At a public meeting in January 1887, it was decided to have a new Institute building as a permanent local commemoration of Queen Victoria's golden jubilee (in addition to the more usual treats for school children and coals for the poor). General Owen Williams MP, President of the Institute, gave the site in what is now Institute Road. There was a prudent delay while funds were raised but eventually a start was made in 1889. Mr Somers Cocks (of Thames Lawn) laid the foundation stone and Colonel Wethered laid that of the adjoining building, which was to be the headquarters of the 1st Bucks Volunteer Rifle Corps. The buildings were to be "domestic Gothic" in style, costing £1630 for the Institute and £1040 for the Volunteer's building. Y.J. Lovell was the builder.
The new Institute comprised a recreation room, lecture room, library and offices and there were many gifts and endowments from prominent citizens.
A great public lunch was held on September 19th 1890 to mark the opening and there was an entertainment in the evening in aid of the building fund which still had to raise £480.

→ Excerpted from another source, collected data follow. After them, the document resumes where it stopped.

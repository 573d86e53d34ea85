//! Lokahi RPC Library
//!
//! A transport-agnostic JSON-RPC 2.0 engine. It validates and builds messages,
//! dispatches requests to registered handlers, correlates responses with the
//! requests that caused them, and layers cooperative cancellation, progress
//! reporting and an `initialize` handshake on top.
//!
//! # Architecture
//!
//! - Messages are [`serde_json::Value`]s; parsing and framing belong to the
//!   embedding application
//! - Outbound traffic goes through one injected [`Transport`](protocol::jsonrpc::Transport)
//! - Inbound traffic enters through [`Endpoint::receive`](protocol::jsonrpc::Endpoint::receive)
//! - Everything runs synchronously on the calling thread

// Re-export public modules
pub mod config;
pub mod error;
pub mod logging;
pub mod protocol;

// Internal modules that are not part of the public API
#[cfg(test)]
pub(crate) mod tests;

/// Version information for the Lokahi RPC engine.
pub const VERSION: &str = env!("CARGO_PKG_VERSION");

/// Library initialization function.
///
/// Loads the default configuration, installs logging as configured, and sets
/// the tracing error reporter.
pub fn init() -> error::LokahiResult<()> {
    config::init_default_config()?;
    let config = config::get_global_config()?;
    logging::init_logging(&config.get().log)?;

    error::set_error_reporter(std::sync::Arc::new(error::TracingErrorReporter));

    Ok(())
}
//! Logging setup.
//!
//! The engine only emits `tracing` events. Embedding applications that do not
//! install their own subscriber can call [`init_logging`].

use tracing_subscriber::EnvFilter;

use crate::config::LogConfig;
use crate::error::{LokahiError, LokahiResult};

/// Builds the event filter. `RUST_LOG` wins over the configured level.
pub fn env_filter(config: &LogConfig) -> EnvFilter {
    EnvFilter::try_from_default_env().unwrap_or_else(|_| EnvFilter::new(&config.level))
}

/// Installs the global tracing subscriber.
///
/// Fails if a global subscriber is already set.
pub fn init_logging(config: &LogConfig) -> LokahiResult<()> {
    let builder = tracing_subscriber::fmt()
        .with_env_filter(env_filter(config))
        .with_line_number(config.source_location)
        .with_file(config.source_location)
        .with_thread_names(true);

    let installed = if config.json {
        tracing::subscriber::set_global_default(builder.json().finish())
    } else {
        tracing::subscriber::set_global_default(builder.pretty().finish())
    };

    installed
        .map_err(|e| LokahiError::Custom(format!("Failed to set global tracing subscriber: {e}")))
}
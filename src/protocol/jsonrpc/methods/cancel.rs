// Copyright (c) 2025 Lokahi RPC Authors
//
// Licensed under dual license:
// - MIT License (LICENSE-MIT or https://opensource.org/licenses/MIT)
// - Apache License, Version 2.0 (LICENSE-APACHE or https://www.apache.org/licenses/LICENSE-2.0)

//! The `$/cancelRequest` notification.
//!
//! Sets the cancellation flag of the named request. The flag is created if the
//! request has not arrived yet, so a cancellation that overtakes its request
//! still takes effect.

use std::sync::Arc;

use serde::Deserialize;
use serde_json::Value;
use tracing::debug;

use super::CANCEL_REQUEST;
use crate::protocol::jsonrpc::context::CallContext;
use crate::protocol::jsonrpc::endpoint::EndpointState;
use crate::protocol::jsonrpc::error::{ErrorCode, HandlerError};
use crate::protocol::jsonrpc::handler::Dispatcher;
use crate::protocol::jsonrpc::types::Id;

/// Params of `$/cancelRequest`.
#[derive(Debug, Clone, Deserialize)]
pub struct CancelParams {
    /// Id of the request to cancel.
    pub id: Value,
}

/// Registers `$/cancelRequest` on the dispatcher.
pub(crate) fn register_cancel_method(dispatcher: &Dispatcher, state: Arc<EndpointState>) {
    dispatcher.add_typed(
        CANCEL_REQUEST,
        move |params: CancelParams, _ctx: &CallContext| -> Result<(), HandlerError> {
            let id = Id::from_value(&params.id).ok_or(ErrorCode::InvalidParams)?;
            debug!(id = %id, "cancellation requested");
            state.cancellation_flag(&id).cancel();
            Ok(())
        },
    );
}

At that time it was noted that there were 555 members paying 7/6 (37p) annual subscription and a scheme was proposed to allow people to pay by instalments.
The Institute was not sectarian, religious or political - "all ranks were to pull together" - and there were to be opportunities for "increasing knowledge of science, extending the sphere of the arts and learning more and better of literature". There was hope for University extension courses. As time went on, other opportunities for education and entertainment became more accessible and the recreational nature of the Institute became predominant, but it was well supported up to and including the last war, especially as it provided facilities for billiards. Indeed in 1949 after much discussion and considerable opposition, a bar was installed.
But the advent of TV sounded the death knell and eventually in 1957 the Institute was closed and the County Council bought the building for £4000 for use as a library, the money going to the Marlow Educational Foundation.
It is humbling to think of the initiative and enterprise of those people of the late Victorian age. They were great times in Marlow: the new railway, the newly opened hospital, and, just 100 years ago, the new Institute building.